Les marchés d'actions américains entrent dans une période historiquement volatilisée à l'approche des élections législatives, avec des modèles de trading récents qui reflètent les conditions agitées observées en 2018 et 2022, selon RBC Capital Markets. L'indice S&P 500 atteint généralement son sommet en début d'automne, chute en octobre, se remet en novembre et faiblit à nouveau en décembre, un cycle qui s'est répété dans les deux années électorales précédentes malgré des contextes macroéconomiques différents.
En 2018, le marché était pesé par la politique monétaire de la Réserve fédérale et l'incertitude sur les politiques commerciales, tandis que la volatilité de 2022 coïncidait avec les hausses de taux, la récession des bénéfices du secteur technologique et la guerre entre la Russie et l'Ukraine. Cette année, le scénario inclut un élan de prix élevé dans l'indice S&P 500 et le Russell 2000, bien que la qualité des bénéfices ait été en retard, selon l'analyse de RBC sur les dynamiques de trading récentes et les commentaires sur les bénéfices du deuxième trimestre.

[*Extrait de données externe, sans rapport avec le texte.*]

// SPDX-FileCopyrightText: 2025 Jason Pena <jasonpena@awkless.com>
// SPDX-License-Identifier: MIT

//! Configuration layout.
//!
//! Specify the layout of the engine configuration file that devsync reads at
//! startup. The configuration is parsed once, and then threaded explicitly into
//! the push pipeline, the watch loop, and platform adapter construction. Nothing
//! in devsync reads behavior flags from process-wide state.

use crate::platform::{ClusterContext, LocalEngineContext, PlatformContext};

use serde::{Deserialize, Serialize};
use std::{
    fmt::{Display, Error as FmtError, Formatter, Result as FmtResult},
    fs::read_to_string,
    path::{Path, PathBuf},
    str::FromStr,
    time::Duration,
};
use tracing::{debug, instrument};

/// Engine configuration layout.
///
/// # General Layout
///
/// The engine configuration is composed of three sections: settings, watch,
/// and push. The settings section selects the target platform and the tools
/// used to talk to it. The watch section tunes the watch loop. The push section
/// tunes how long the push pipeline waits on the platform.
#[derive(Default, Debug, PartialEq, Eq, Clone, Deserialize, Serialize)]
pub struct EngineConfig {
    /// General engine settings.
    #[serde(default)]
    pub settings: EngineSettings,

    /// Watch loop settings.
    #[serde(default)]
    pub watch: WatchSettings,

    /// Push pipeline settings.
    #[serde(default)]
    pub push: PushSettings,
}

impl EngineConfig {
    /// Load configuration file at `path`.
    ///
    /// A missing configuration file yields the default configuration.
    ///
    /// # Errors
    ///
    /// - Return [`ConfigError::ReadConfigFile`] if file exists but cannot be
    ///   read.
    /// - Return [`ConfigError::Deserialize`] if file content is invalid.
    #[instrument(skip(path), level = "debug")]
    pub fn load(path: impl AsRef<Path>) -> Result<Self> {
        let path = path.as_ref();
        if !path.exists() {
            debug!("no configuration at {}, using defaults", path.display());
            return Ok(Self::default());
        }

        read_to_string(path)
            .map_err(|err| ConfigError::ReadConfigFile {
                source: err,
                config_path: path.to_path_buf(),
            })?
            .parse()
    }

    /// Resolve platform context for configured push target.
    ///
    /// # Errors
    ///
    /// - Return [`ConfigError::ExperimentalRequired`] if the local engine
    ///   target is selected without enabling experimental mode.
    pub fn platform_context(&self) -> Result<PlatformContext> {
        match self.settings.push_target {
            PushTarget::Cluster => Ok(PlatformContext::Cluster(ClusterContext {
                namespace: self.settings.namespace.clone(),
            })),
            PushTarget::Local if self.settings.experimental => {
                Ok(PlatformContext::LocalEngine(LocalEngineContext))
            }
            PushTarget::Local => Err(ConfigError::ExperimentalRequired),
        }
    }
}

impl FromStr for EngineConfig {
    type Err = ConfigError;

    fn from_str(data: &str) -> Result<Self, Self::Err> {
        let mut config: EngineConfig = toml::de::from_str(data).map_err(ConfigError::Deserialize)?;

        // INVARIANT: Perform shell expansion on path-valued settings.
        if let Some(root) = config.settings.sync_root.take() {
            config.settings.sync_root = Some(PathBuf::from(
                shellexpand::full(root.to_string_lossy().as_ref())
                    .map_err(ConfigError::ShellExpansion)?
                    .into_owned(),
            ));
        }

        Ok(config)
    }
}

impl Display for EngineConfig {
    fn fmt(&self, fmt: &mut Formatter<'_>) -> FmtResult {
        fmt.write_str(
            toml::ser::to_string_pretty(self)
                .map_err(ConfigError::Serialize)?
                .as_str(),
        )
    }
}

/// General engine settings.
#[derive(Debug, PartialEq, Eq, Clone, Deserialize, Serialize)]
#[serde(default)]
pub struct EngineSettings {
    /// Enable experimental features, e.g., the local engine platform.
    pub experimental: bool,

    /// Platform to synchronize components to.
    pub push_target: PushTarget,

    /// Namespace used by the cluster platform.
    pub namespace: String,

    /// Binary used to talk to the cluster orchestrator.
    pub cluster_binary: String,

    /// Binary used to talk to the local container engine.
    pub engine_binary: String,

    /// Synchronization root to use when none is given on the command line.
    #[serde(skip_serializing_if = "Option::is_none")]
    pub sync_root: Option<PathBuf>,
}

impl Default for EngineSettings {
    fn default() -> Self {
        Self {
            experimental: false,
            push_target: PushTarget::default(),
            namespace: "default".into(),
            cluster_binary: "kubectl".into(),
            engine_binary: "podman".into(),
            sync_root: None,
        }
    }
}

/// Platform that components get synchronized to.
#[derive(Default, Debug, PartialEq, Eq, Clone, Copy, Deserialize, Serialize)]
#[serde(rename_all = "lowercase")]
pub enum PushTarget {
    /// Cluster orchestrated containers.
    #[default]
    Cluster,

    /// Local container engine.
    Local,
}

/// Watch loop settings.
#[derive(Debug, PartialEq, Eq, Clone, Deserialize, Serialize)]
#[serde(default)]
pub struct WatchSettings {
    /// Quiet period in milliseconds before a burst of changes triggers a push.
    pub delay_ms: u64,

    /// Additional ignore globs applied while watching.
    pub ignore: Vec<String>,
}

impl WatchSettings {
    /// Debounce delay as a [`Duration`].
    pub fn delay(&self) -> Duration {
        Duration::from_millis(self.delay_ms)
    }
}

impl Default for WatchSettings {
    fn default() -> Self {
        Self {
            delay_ms: 1000,
            ignore: Vec::new(),
        }
    }
}

/// Push pipeline settings.
#[derive(Debug, PartialEq, Eq, Clone, Deserialize, Serialize)]
#[serde(default)]
pub struct PushSettings {
    /// Seconds to wait on the platform before giving up.
    pub timeout_secs: u64,
}

impl PushSettings {
    /// Platform timeout as a [`Duration`].
    pub fn timeout(&self) -> Duration {
        Duration::from_secs(self.timeout_secs)
    }
}

impl Default for PushSettings {
    fn default() -> Self {
        Self { timeout_secs: 240 }
    }
}

/// Configuration error types.
#[derive(Debug, thiserror::Error)]
pub enum ConfigError {
    /// Configuration file cannot be read.
    #[error("failed to read configuration file at {:?}", config_path.display())]
    ReadConfigFile {
        #[source]
        source: std::io::Error,
        config_path: PathBuf,
    },

    /// Failed to deserialize configuration.
    #[error(transparent)]
    Deserialize(#[from] toml::de::Error),

    /// Failed to serialize configuration.
    #[error(transparent)]
    Serialize(#[from] toml::ser::Error),

    /// Failed to perform shell expansion on configuration.
    #[error(transparent)]
    ShellExpansion(#[from] shellexpand::LookupError<std::env::VarError>),

    /// Local engine platform selected without experimental mode.
    #[error("local engine push target requires experimental mode")]
    ExperimentalRequired,
}

impl From<ConfigError> for FmtError {
    fn from(_: ConfigError) -> Self {
        FmtError
    }
}

/// Friendly result alias :3
type Result<T, E = ConfigError> = std::result::Result<T, E>;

Le rendement des secteurs pendant les retraits de mi-mandat a suivi un livre de recettes cohérent. Les Consommation non-cyclique et les Soins de santé ont historiquement surperformé pendant les déclins, tandis que la Technologie et la Consommation discrétionnaire ont été en retard. Lors des rebonds ultérieurs, les Finances, les Industriels et les Matériaux ont mené, avec les Services de communication, les Consommation non-cyclique et les Soins de santé en queue de peloton. Les valorisations actuelles reflètent cette incertitude : l'indice S&P 500 et le Nasdaq 100 sont cotés à des ratios P/B près du milieu de leur gamme post-Covid, tandis que le multiple du Russell 2000 se situe autour des moyennes historiques.
La stratège en chef de RBC, Lori Calvasina, maintient un optimisme constructif pour l'indice S&P 500 sur les 12 prochains mois, en citant l'environnement des taux d'intérêt comme le principal risque à cette vision. Les retraits devraient rester contenus dans une fourchette de 5 à 10 % à moins que les risques de récession ou une forte augmentation des taux ne se matérialisent. La croissance et les actions américaines conservent un léger avantage sur la valeur et les pairs non américains, a-t-elle ajouté.
La stratégie Tech Titans de la firme, lancée en novembre 2023, a plus que doublé la performance de l'indice S&P 500, mettant en avant des gagnants comme Siemens Energy (+231,5 %) et Sandisk (+189 %).